Project KnuckleHead’s founder and director Amir Whitaker noted, “People will be impressed with how socially and politically active these young ladies are. And how through their art and expression, they really center the experience of Black and brown people.”

Centering the festival around the experience Black and brown diaspora in South L.A. is also central to LP Ækili Ross and curator Misha Liann Ross, who helped conceptualize and execute the entire event.

“There is a bit of a distinction between there being a Latin culture and then a Black culture, Afro culture. And then there’s also Afro and Latin culture, because what a lot of people don’t realize is that in a lot of Latin spaces, there are Afro-Latin individuals in those spaces, and I wanted to emphasize their culture and the unity of everyone together,” said Misha Liann Ross. “I wanted to show the community and unity,” she added, “and futurism being that unity between the two.”

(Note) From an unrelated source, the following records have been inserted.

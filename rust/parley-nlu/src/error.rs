//! Error types for the NLU predictor.

use thiserror::Error;

/// Errors raised while assembling a [`crate::Predictor`].
///
/// Prediction itself never fails; only building the extractor set can, and
/// only if one of its patterns does not compile.
#[derive(Debug, Error)]
pub enum NluError {
    #[error("pattern for {extractor} extractor failed to compile: {source}")]
    InvalidPattern {
        extractor: String,
        #[source]
        source: regex::Error,
    },

    #[error("unknown intent label '{0}'")]
    UnknownIntent(String),

    #[error("unknown entity type '{0}'")]
    UnknownEntityKind(String),
}

/// Convenience alias used throughout the crate.
pub type Result<T> = std::result::Result<T, NluError>;
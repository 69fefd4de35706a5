//! Error types for the Parley server and CLI.

use thiserror::Error;

#[derive(Debug, Error)]
pub enum ServerError {
    #[error("i/o error: {0}")]
    Io(#[from] std::io::Error),

    #[error("failed to encode JSON: {0}")]
    Json(#[from] serde_json::Error),
}

pub type Result<T> = std::result::Result<T, ServerError>;
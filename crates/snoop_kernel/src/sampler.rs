//! Sequential sampler with a data-dependent stopping rule.
//!
//! One trial draws standard-normal observations one at a time and keeps a
//! running sum `S_n`. After each draw it stops if
//!
//! ```text
//! n ≥ nmin  and  S_n > 0  and  S_n² > crit² · n      (RuleTriggered)
//! ```
//!
//! or, failing that, if `n ≥ nmax` (MaxReached). The rule is the one-sided
//! test `S_n / √n > crit` written without the square root; only positive
//! sums are eligible, so the procedure hunts for an effect in one direction.
//!
//! The law of the iterated logarithm guarantees the rule fires eventually
//! with probability one, but possibly after an enormous number of draws,
//! hence the hard cap `nmax`.

use tracing::warn;

use crate::cancel::CancellationToken;
use crate::error::{Result, SimulationError};
use crate::rng::NormalSource;

/// 2^64 as `f64`; counts at or above it do not fit in a `u64`.
const U64_LIMIT_F64: f64 = 18_446_744_073_709_551_616.0;

/// Why a trial stopped.
#[derive(Clone, Copy, Debug, PartialEq, Eq, Hash)]
#[cfg_attr(feature = "serde", derive(serde::Serialize, serde::Deserialize))]
#[cfg_attr(feature = "serde", serde(rename_all = "snake_case"))]
pub enum StopReason {
    /// The stopping rule fired: `n ≥ nmin`, `sum > 0` and `sum² > crit²·n`.
    RuleTriggered,
    /// The hard cap was hit before the rule fired: `n = nmax`.
    MaxReached,
}

impl std::fmt::Display for StopReason {
    fn fmt(&self, f: &mut std::fmt::Formatter<'_>) -> std::fmt::Result {
        match self {
            StopReason::RuleTriggered => write!(f, "rule"),
            StopReason::MaxReached => write!(f, "max"),
        }
    }
}

/// Validated parameters shared by every trial of a run.
///
/// Construction is the single validation point: a `TrialParameters` value
/// always satisfies `crit > 0`, `crit²` finite, `nmin ≥ 1` and `nmax ≥ 1`.
///
/// # Examples
///
/// ```rust
/// use snoop_kernel::sampler::TrialParameters;
///
/// let params = TrialParameters::new(1.6448536, 100, 1_000_000).unwrap();
/// assert_eq!(params.nmin(), 100);
///
/// assert!(TrialParameters::new(0.0, 10, 100).is_err());
/// ```
#[derive(Clone, Copy, Debug, PartialEq)]
#[cfg_attr(feature = "serde", derive(serde::Serialize))]
pub struct TrialParameters {
    crit: f64,
    nmin: u64,
    nmax: u64,
}

impl TrialParameters {
    /// Creates validated trial parameters.
    ///
    /// # Errors
    ///
    /// Returns `InvalidArgument` naming the first offending field if `crit`
    /// is not a positive finite number (or its square overflows), or if
    /// `nmin` or `nmax` is zero.
    pub fn new(crit: f64, nmin: u64, nmax: u64) -> Result<Self> {
        validate_crit(crit)?;
        if nmin == 0 {
            return Err(SimulationError::invalid("nmin", "must be at least 1, got 0"));
        }
        if nmax == 0 {
            return Err(SimulationError::invalid("nmax", "must be at least 1, got 0"));
        }
        if nmax < nmin {
            warn!(nmin, nmax, "nmax < nmin: every trial will stop at nmax");
        }
        Ok(Self { crit, nmin, nmax })
    }

    /// Creates parameters from loosely-typed numeric scalars.
    ///
    /// `nmin` and `nmax` arrive as floating-point values and must be finite,
    /// positive whole numbers representable as `u64`.
    ///
    /// ```rust
    /// use snoop_kernel::sampler::TrialParameters;
    ///
    /// let params = TrialParameters::from_scalars(1.0, 10.0, 1e9).unwrap();
    /// assert_eq!(params.nmax(), 1_000_000_000);
    ///
    /// assert!(TrialParameters::from_scalars(1.0, 2.5, 100.0).is_err());
    /// ```
    pub fn from_scalars(crit: f64, nmin: f64, nmax: f64) -> Result<Self> {
        validate_crit(crit)?;
        let nmin = whole_count("nmin", nmin)?;
        let nmax = whole_count("nmax", nmax)?;
        Self::new(crit, nmin, nmax)
    }

    /// Returns the snooping threshold.
    #[inline]
    pub fn crit(&self) -> f64 {
        self.crit
    }

    /// Returns the earliest step at which the rule may fire.
    #[inline]
    pub fn nmin(&self) -> u64 {
        self.nmin
    }

    /// Returns the hard cap on the number of observations.
    #[inline]
    pub fn nmax(&self) -> u64 {
        self.nmax
    }

    /// Returns a copy with a different `nmin`.
    pub fn with_nmin(&self, nmin: u64) -> Result<Self> {
        Self::new(self.crit, nmin, self.nmax)
    }

    /// Returns a copy with a different `nmax`.
    pub fn with_nmax(&self, nmax: u64) -> Result<Self> {
        Self::new(self.crit, self.nmin, nmax)
    }
}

To that point, their own exhibition at the festival is called “Portals of the Diaspora.” The artworks featured by LP Ækili Ross depict “all different people of color and Afrofuturism motifs or topics, touching from spiritualism to technology to more speculative fiction topics, and a little bit of pop culture,” he said.

Ultimately, as Esperanza executive director Ibrahim noted, the festival—part healing, part inspiration—is also an undertaking in “the kind of cultural place-keeping that reflects our community’s traumas and aspirations, celebrates and memorializes our shared history, and advances our struggles for racial equity and social justice.”

Skira Martinez, designer of the exhibition spaces, echoed the desire for celebration. “I want people to recognize that there is Black and brown unity, and there always has been. It’s not something that is new; it’s something we want to nurture, but it’s not something we have to fight for the way the narrative makes it sound,” she said. “And more than anything I want people to have an experience that they are a part of—they are the experience, and they make the experience. The party starts when they come.”